-- Work instruction --
Wherever a line of the listing holds the string "actually", copy that line.

-- Records to use --
//! The event model: discrete state changes and their compound/composite
//! aggregates.
//!
//! An event is transient; it is consumed entirely by the pipeline in
//! `executor`. What survives is the `EventRecord` log the trigger system
//! reads: individual occurrences for singular triggers, one compound record
//! per compound instruction (triggers keyed to the compound fire exactly
//! once, never once per expansion), and one composite record per named
//! composite instruction (reactions fire at most once, and only if the
//! composite is recorded as occurred).

use crate::counter::CounterKind;
use crate::effect::InstructionTag;
use crate::ids::{ObjectId, PlayerId};
use crate::ledger::AssetKind;
use crate::property::PropertyKind;
use crate::target::Target;
use crate::zone::Zone;

/// Fast dispatch enum for event kinds.
#[derive(Debug, Clone, Copy, PartialEq, Eq, Hash)]
pub enum EventKind {
    Damage,
    LifeGain,
    LifeLoss,
    Draw,
    Pitch,
    Discard,
    ZoneMove,
    CountersAdded,
    CountersRemoved,
    PropertyGained,
    PropertyLost,
    ValueRaised,
    ValueLowered,
    AssetGained,
    TokenCreated,
    LookBegun,
    CombatChainClosed,
    RuleChanged,
    DeckShuffled,
}

/// One discrete state change.
#[derive(Debug, Clone, PartialEq)]
pub enum EventBody {
    Damage {
        source: Option<ObjectId>,
        target: Target,
        amount: u32,
    },
    LifeGain {
        player: PlayerId,
        amount: u32,
    },
    LifeLoss {
        player: PlayerId,
        amount: u32,
    },
    /// One card drawn. "Draw N" expands to N of these.
    DrawCard {
        player: PlayerId,
    },
    PitchCard {
        player: PlayerId,
        object: ObjectId,
    },
    DiscardCard {
        player: PlayerId,
        object: ObjectId,
    },
    ZoneMove {
        object: ObjectId,
        from: Zone,
        to: Zone,
    },
    CountersAdded {
        object: ObjectId,
        counter: CounterKind,
        count: u32,
    },
    CountersRemoved {
        object: ObjectId,
        counter: CounterKind,
        count: u32,
    },
    PropertyGained {
        object: ObjectId,
        property: PropertyKind,
    },
    PropertyLost {
        object: ObjectId,
        property: PropertyKind,
    },
    ValueRaised {
        object: ObjectId,
        property: PropertyKind,
        amount: u32,
        base: bool,
    },
    ValueLowered {
        object: ObjectId,
        property: PropertyKind,
        amount: u32,
        base: bool,
    },
    AssetGained {
        player: PlayerId,
        kind: AssetKind,
        amount: u32,
    },
    TokenCreated {
        object: ObjectId,
    },
    /// A continuous "look" effect begins (game-state-action step 3).
    LookBegun {
        source: ObjectId,
    },
    CombatChainClosed,
    /// A governing directive became active.
    RuleChanged {
        source: Option<ObjectId>,
    },
    /// Reordering of a hidden zone. Untracked state only.
    DeckShuffled {
        player: PlayerId,
    },
}

impl EventBody {
    pub fn kind(&self) -> EventKind {
        match self {
            EventBody::Damage { .. } => EventKind::Damage,
            EventBody::LifeGain { .. } => EventKind::LifeGain,
            EventBody::LifeLoss { .. } => EventKind::LifeLoss,
            EventBody::DrawCard { .. } => EventKind::Draw,
            EventBody::PitchCard { .. } => EventKind::Pitch,
            EventBody::DiscardCard { .. } => EventKind::Discard,
            EventBody::ZoneMove { .. } => EventKind::ZoneMove,
            EventBody::CountersAdded { .. } => EventKind::CountersAdded,
            EventBody::CountersRemoved { .. } => EventKind::CountersRemoved,
            EventBody::PropertyGained { .. } => EventKind::PropertyGained,
            EventBody::PropertyLost { .. } => EventKind::PropertyLost,
            EventBody::ValueRaised { .. } => EventKind::ValueRaised,
            EventBody::ValueLowered { .. } => EventKind::ValueLowered,
            EventBody::AssetGained { .. } => EventKind::AssetGained,
            EventBody::TokenCreated { .. } => EventKind::TokenCreated,
            EventBody::LookBegun { .. } => EventKind::LookBegun,
            EventBody::CombatChainClosed => EventKind::CombatChainClosed,
            EventBody::RuleChanged { .. } => EventKind::RuleChanged,
            EventBody::DeckShuffled { .. } => EventKind::DeckShuffled,
        }
    }

    /// A no-op instruction never occurs: it cannot be replaced and cannot
    /// trigger anything.
    pub fn is_noop(&self) -> bool {
        match self {
            EventBody::Damage { amount, .. }
            | EventBody::LifeGain { amount, .. }
            | EventBody::LifeLoss { amount, .. }
            | EventBody::ValueRaised { amount, .. }
            | EventBody::ValueLowered { amount, .. }
            | EventBody::AssetGained { amount, .. } => *amount == 0,
            EventBody::CountersAdded { count, .. } | EventBody::CountersRemoved { count, .. } => {
                *count == 0
            }
            EventBody::ZoneMove { from, to, .. } => from == to,
            _ => false,
        }
    }

    /// Events touching only untracked state are invisible to the
    /// replacement and trigger machinery.
    pub fn is_tracked(&self) -> bool {
        !matches!(self, EventBody::DeckShuffled { .. })
    }

    /// The numeric magnitude of this event, if it has one. Replacement
    /// effects that modify amounts go through here.
    pub fn amount(&self) -> Option<u32> {
        match self {
            EventBody::Damage { amount, .. }
            | EventBody::LifeGain { amount, .. }
            | EventBody::LifeLoss { amount, .. }
            | EventBody::ValueRaised { amount, .. }
            | EventBody::ValueLowered { amount, .. }
            | EventBody::AssetGained { amount, .. } => Some(*amount),
            EventBody::CountersAdded { count, .. } | EventBody::CountersRemoved { count, .. } => {
                Some(*count)
            }
            _ => None,
        }
    }

    /// Rewrite the numeric magnitude, if this event has one.
    pub fn set_amount(&mut self, new_amount: u32) {
        match self {
            EventBody::Damage { amount, .. }
            | EventBody::LifeGain { amount, .. }
            | EventBody::LifeLoss { amount, .. }
            | EventBody::ValueRaised { amount, .. }
            | EventBody::ValueLowered { amount, .. }
            | EventBody::AssetGained { amount, .. } => *amount = new_amount,
            EventBody::CountersAdded { count, .. } | EventBody::CountersRemoved { count, .. } => {
                *count = new_amount
            }
            _ => {}
        }
    }

    /// The destination zone, for zone-changing events.
    pub fn destination(&self) -> Option<Zone> {
        match self {
            EventBody::ZoneMove { to, .. } => Some(*to),
            _ => None,
        }
    }

    /// Rewrite the destination of a zone-changing event.
    pub fn set_destination(&mut self, zone: Zone) {
        if let EventBody::ZoneMove { to, .. } = self {
            *to = zone;
        }
    }

    /// The player this event principally affects, if one is identifiable.
    pub fn player(&self) -> Option<PlayerId> {
        match self {
            EventBody::LifeGain { player, .. }
            | EventBody::LifeLoss { player, .. }
            | EventBody::DrawCard { player }
            | EventBody::PitchCard { player, .. }
            | EventBody::DiscardCard { player, .. }
            | EventBody::AssetGained { player, .. }
            | EventBody::DeckShuffled { player } => Some(*player),
            EventBody::Damage {
                target: Target::Player(player),
                ..
            } => Some(*player),
            _ => None,
        }
    }

    /// The object this event principally affects, if any.
    pub fn object(&self) -> Option<ObjectId> {
        match self {
            EventBody::ZoneMove { object, .. }
            | EventBody::CountersAdded { object, .. }
            | EventBody::CountersRemoved { object, .. }
            | EventBody::PropertyGained { object, .. }
            | EventBody::PropertyLost { object, .. }
            | EventBody::ValueRaised { object, .. }
            | EventBody::ValueLowered { object, .. }
            | EventBody::TokenCreated { object }
            | EventBody::PitchCard { object, .. }
            | EventBody::DiscardCard { object, .. }
            | EventBody::LookBegun { source: object } => Some(*object),
            EventBody::Damage {
                target: Target::Object(object),
                ..
            } => Some(*object),
            _ => None,
        }
    }
}

/// One entry in the per-resolution event log.
#[derive(Debug, Clone)]
pub enum EventRecord {
    /// A discrete state change and whether it actually occurred.
    Single(SingleRecord),
    /// A compound instruction with its expansions.
    Compound(CompoundRecord),
    /// A named composite instruction.
    Composite(CompositeRecord),
}

#[derive(Debug, Clone)]
pub struct SingleRecord {
    pub body: EventBody,
    pub occurred: bool,
    /// True when a replacement effect rewrote the event away. An
    /// intercepted cost component still counts as paid.
    pub intercepted: bool,
}

#[derive(Debug, Clone)]
pub struct CompoundRecord {
    pub tag: InstructionTag,
    /// How many repetitions the instruction requested.
    pub requested: u32,
    /// The expanded individual records, in order.
    pub parts: Vec<EventRecord>,
}

#[derive(Debug, Clone)]
pub struct CompositeRecord {
    pub name: String,
    /// Recorded as occurred unless every internal sub-event was fully
    /// replaced away. Parameter-only alteration keeps it occurred.
    pub occurred: bool,
    pub parts: Vec<EventRecord>,
}

impl EventRecord {
    pub fn single(body: EventBody, occurred: bool) -> Self {
        EventRecord::Single(SingleRecord {
            body,
            occurred,
            intercepted: false,
        })
    }

    /// Walk all individual records, depth first.
    pub fn singles(&self) -> Vec<&SingleRecord> {
        match self {
            EventRecord::Single(record) => vec![record],
            EventRecord::Compound(compound) => {
                compound.parts.iter().flat_map(|p| p.singles()).collect()
            }
            EventRecord::Composite(composite) => {
                composite.parts.iter().flat_map(|p| p.singles()).collect()
            }
        }
    }

    /// Whether anything in this record actually occurred.
    pub fn occurred(&self) -> bool {
        match self {
            EventRecord::Single(record) => record.occurred,
            EventRecord::Compound(compound) => compound.parts.iter().any(|p| p.occurred()),
            EventRecord::Composite(composite) => composite.occurred,
        }
    }
}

-- Exercise answer --
    /// A discrete state change and whether it actually occurred.
    /// Whether anything in this record actually occurred.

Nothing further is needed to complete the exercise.